EXERCISE MATERIALS Block Start

impl DialogBackend for FallbackBackend {
    fn initialize(
        &mut self,
        config: &serde_json::Value,
        dialogs: &CharacterDialogs,
    ) -> Result<(), BackendError> {
        let config = FallbackConfig::from_value(config.clone())?;
        if let Some(seed) = config.seed {
            self.rng = StdRng::seed_from_u64(seed);
        }
        self.config = config;
        self.dialogs = dialogs.clone();
        self.initialized = true;

        tracing::info!(
            entries = self.dialogs.entries().count(),
            personality_influence = self.config.personality_influence,
            "fallback backend initialized"
        );
        Ok(())
    }

    fn generate_response(&mut self, context: &DialogContext) -> Result<DialogResponse, BackendError> {
        if !self.initialized {
            return Err(BackendError::NotInitialized {
                backend: BackendKind::SimpleRandom.name().to_string(),
            });
        }

        let table = self.table_candidates(context);
        let (text, entry_animation) = if !table.is_empty() {
            let lines: Vec<&str> = table.iter().map(|(line, _)| line.as_str()).collect();
            let index = self.pick_weighted(&lines, context);
            table[index].clone()
        } else if let Some(lines) = builtin_responses(context) {
            let index = self.pick_weighted(&lines, context);
            (lines[index].to_string(), None)
        } else {
            (self.unknown_trigger_response(context), None)
        };

        let animation = Self::select_animation(&text, entry_animation, context);
        let emotional_tone = analysis::detect_tone(&text, SCRIPTED_TONES);

        Ok(DialogResponse {
            animation,
            confidence: FIXED_CONFIDENCE,
            response_type: RESPONSE_TYPE.to_string(),
            emotional_tone: emotional_tone.to_string(),
            topics: analysis::extract_topics(&text),
            memory_importance: memory_importance(&text),
            learning_value: 0.0,
            backend: String::new(),
            text,
        })
    }

    fn can_handle(&self, _context: &DialogContext) -> bool {
        true
    }

    fn update_memory(
        &mut self,
        _context: &DialogContext,
        _response: &DialogResponse,
        _feedback: Option<&UserFeedback>,
    ) -> Result<(), BackendError> {
        Ok(())
    }

    fn describe(&self) -> BackendInfo {
        BackendInfo {
            name: BackendKind::SimpleRandom.name().to_string(),
            version: env!("CARGO_PKG_VERSION").to_string(),
            description: "Table-driven dialog selection with personality influence".to_string(),
            capabilities: [
                "basic_dialog_selection",
                "personality_influence",
                "romance_dialog_support",
                "fallback_responses",
            ]
            .iter()
            .map(|c| c.to_string())
            .collect(),
        }
    }
}

#[cfg(test)]
mod tests {
    use super::*;
    use crate::schema::dialogs::StatRange;
    use serde_json::json;

    fn dialogs() -> CharacterDialogs {
        let mut greeting = DialogEntry::new("click", &["Welcome back!"]);
        greeting.animation = Some("wave".to_string());
        let mut locked = DialogEntry::new("click", &["You're my favourite person."]);
        locked.requirements.insert(
            "affection".to_string(),
            StatRange {
                min: Some(80.0),
                max: None,
            },
        );
        CharacterDialogs {
            basic: vec![greeting],
            romance: vec![locked, DialogEntry::new("compliment", &["Only for you, darling."])],
        }
    }

    fn initialized(config: serde_json::Value, dialogs: &CharacterDialogs) -> FallbackBackend {
        let mut backend = FallbackBackend::new();
        backend.initialize(&config, dialogs).unwrap();
        backend
    }

    #[test]
    fn table_entries_win_over_builtins() {
        let mut backend = initialized(json!({ "seed": 1 }), &dialogs());
        let mut ctx = DialogContext::new("click");
        ctx.relationship_level = "Stranger".to_string();
        let response = backend.generate_response(&ctx).unwrap();
        assert_eq!(response.text, "Welcome back!");
        assert_eq!(response.animation, "wave");
        assert_eq!(response.confidence, 0.8);
        assert_eq!(response.response_type, "simple");
    }

    #[test]
    fn romance_preferred_once_gate_opens() {
        let mut backend = initialized(json!({ "seed": 1 }), &dialogs());
        let mut ctx = DialogContext::new("click");
        ctx.relationship_level = "Partner".to_string();

        // requirement not met: romance group is empty, basic is used
        assert_eq!(backend.generate_response(&ctx).unwrap().text, "Welcome back!");

        ctx.current_stats.insert("affection".to_string(), 90.0);
        let response = backend.generate_response(&ctx).unwrap();
        assert_eq!(response.text, "You're my favourite person.");
    }

    #[test]
    fn romance_not_preferred_when_disabled() {
        let mut backend = initialized(json!({ "preferRomanceDialogs": false }), &dialogs());
        let mut ctx = DialogContext::new("click");
        ctx.relationship_level = "Partner".to_string();
        ctx.current_stats.insert("affection".to_string(), 90.0);
        assert_eq!(backend.generate_response(&ctx).unwrap().text, "Welcome back!");
    }

    #[test]
    fn closed_gate_falls_back_to_builtin_lines() {
        let mut backend = FallbackBackend::new().with_gate(|_: &DialogEntry, _: &DialogContext| false);
        backend.initialize(&json!({ "seed": 2 }), &dialogs()).unwrap();
        let ctx = DialogContext::new("click");
        let response = backend.generate_response(&ctx).unwrap();
        let builtin = builtin_responses(&ctx).unwrap();
        assert!(builtin.contains(&response.text.as_str()));
    }

    #[test]
    fn builtin_lines_grow_with_personality() {
        let mut ctx = DialogContext::new("click");
        assert_eq!(builtin_responses(&ctx).unwrap().len(), 5);

        ctx.personality_traits.insert("shyness".to_string(), 0.9);
        ctx.personality_traits.insert("romanticism".to_string(), 0.9);
        ctx.relationship_level = "Friend".to_string();
        let lines = builtin_responses(&ctx).unwrap();
        assert!(lines.contains(&"H-hello... *blushes*"));
        assert!(lines.contains(&"Hello, my dear! 💕"));

        ctx.relationship_level = "Stranger".to_string();
        assert!(!builtin_responses(&ctx).unwrap().contains(&"Hello, my dear! 💕"));

        let mut gift = DialogContext::new("give_gift");
        gift.relationship_level = "Romantic Interest".to_string();
        assert_eq!(builtin_responses(&gift).unwrap().len(), 7);
        assert!(builtin_responses(&DialogContext::new("dance")).is_none());
    }

    #[test]
    fn personality_scoring() {
        let mut ctx = DialogContext::new("click");
        ctx.personality_traits.insert("shyness".to_string(), 1.0);
        assert_eq!(personality_score("Hi!", &ctx, 0.0), 1.0);
        assert!((personality_score("Hi!", &ctx, 1.0) - 0.8).abs() < 1e-9);
        assert!((personality_score("Hi!", &ctx, 0.5) - 0.9).abs() < 1e-9);
        assert_eq!(personality_score("hi", &ctx, 1.0), 1.0);

        let long = "one two three four five six seven eight nine ten eleven";
        assert!((personality_score(long, &ctx, 1.0) - 0.7).abs() < 1e-9);

        let mut ctx = DialogContext::new("click");
        ctx.personality_traits.insert("romanticism".to_string(), 1.0);
        assert!((personality_score("Hello, my Dear", &ctx, 0.5) - 1.2).abs() < 1e-9);
    }

    #[test]
    fn unknown_trigger_fallback_order() {
        let ctx = DialogContext::new("dance");
        let mut backend = initialized(json!({ "fallbackResponses": ["configured line"] }), &CharacterDialogs::default());
        assert_eq!(backend.generate_response(&ctx).unwrap().text, "configured line");

        let mut backend = initialized(json!({}), &CharacterDialogs::default());
        let mut with_context = ctx.clone();
        with_context.fallback_responses = vec!["context line".to_string()];
        assert_eq!(backend.generate_response(&with_context).unwrap().text, "context line");

        let mut happy = ctx.clone();
        happy.current_mood = 95.0;
        assert_eq!(
            backend.generate_response(&happy).unwrap().text,
            "I'm feeling great today! 😄"
        );

        let mut partner = ctx;
        partner.relationship_level = "Partner".to_string();
        let response = backend.generate_response(&partner).unwrap();
        assert_eq!(response.text, "Hi sweetheart! I love you! 💖");
        assert_eq!(response.emotional_tone, "romantic");
        assert!((response.memory_importance - 0.9).abs() < 1e-9);
    }

    #[test]
    fn animation_precedence() {
        let mut ctx = DialogContext::new("rightclick");
        assert_eq!(FallbackBackend::select_animation("Hmm", None, &ctx), "thinking");
        assert_eq!(FallbackBackend::select_animation("Sorry", None, &ctx), "sad");
        ctx.fallback_animation = Some("idle".to_string());
        assert_eq!(FallbackBackend::select_animation("Sorry", None, &ctx), "idle");
        assert_eq!(
            FallbackBackend::select_animation("Sorry", Some("bow".to_string()), &ctx),
            "bow"
        );
    }

    #[test]
    fn seeded_selection_repeats() {
        let ctx = DialogContext::new("compliment");
        let mut a = initialized(json!({ "seed": 9 }), &CharacterDialogs::default());
        let mut b = initialized(json!({ "seed": 9 }), &CharacterDialogs::default());
        for _ in 0..10 {
            assert_eq!(
                a.generate_response(&ctx).unwrap().text,
                b.generate_response(&ctx).unwrap().text
            );
        }
    }

    #[test]
    fn always_handles_and_never_learns() {
        let mut backend = initialized(json!({}), &CharacterDialogs::default());
        let ctx = DialogContext::new("anything");
        assert!(backend.can_handle(&ctx));
        let feedback = UserFeedback {
            positive: true,
            engagement: 1.0,
        };
        assert!(backend
            .update_memory(&ctx, &DialogResponse::default(), Some(&feedback))
            .is_ok());
        assert_eq!(backend.describe().name, "simple_random");
    }

    #[test]
    fn invalid_config_rejected() {
        let mut backend = FallbackBackend::new();
        let err = backend
            .initialize(&json!({ "personalityInfluence": 3.0 }), &CharacterDialogs::default())
            .unwrap_err();
        assert!(matches!(err, BackendError::Config(_)));
    }
}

EXERCISE MATERIALS Block End

**YOUR OBJECTIVE:**
Go through the data above and find the lines with the word "wave". Copy each of those lines.

**RESULT OF THIS TASK:**
        greeting.animation = Some("wave".to_string());
        assert_eq!(response.animation, "wave");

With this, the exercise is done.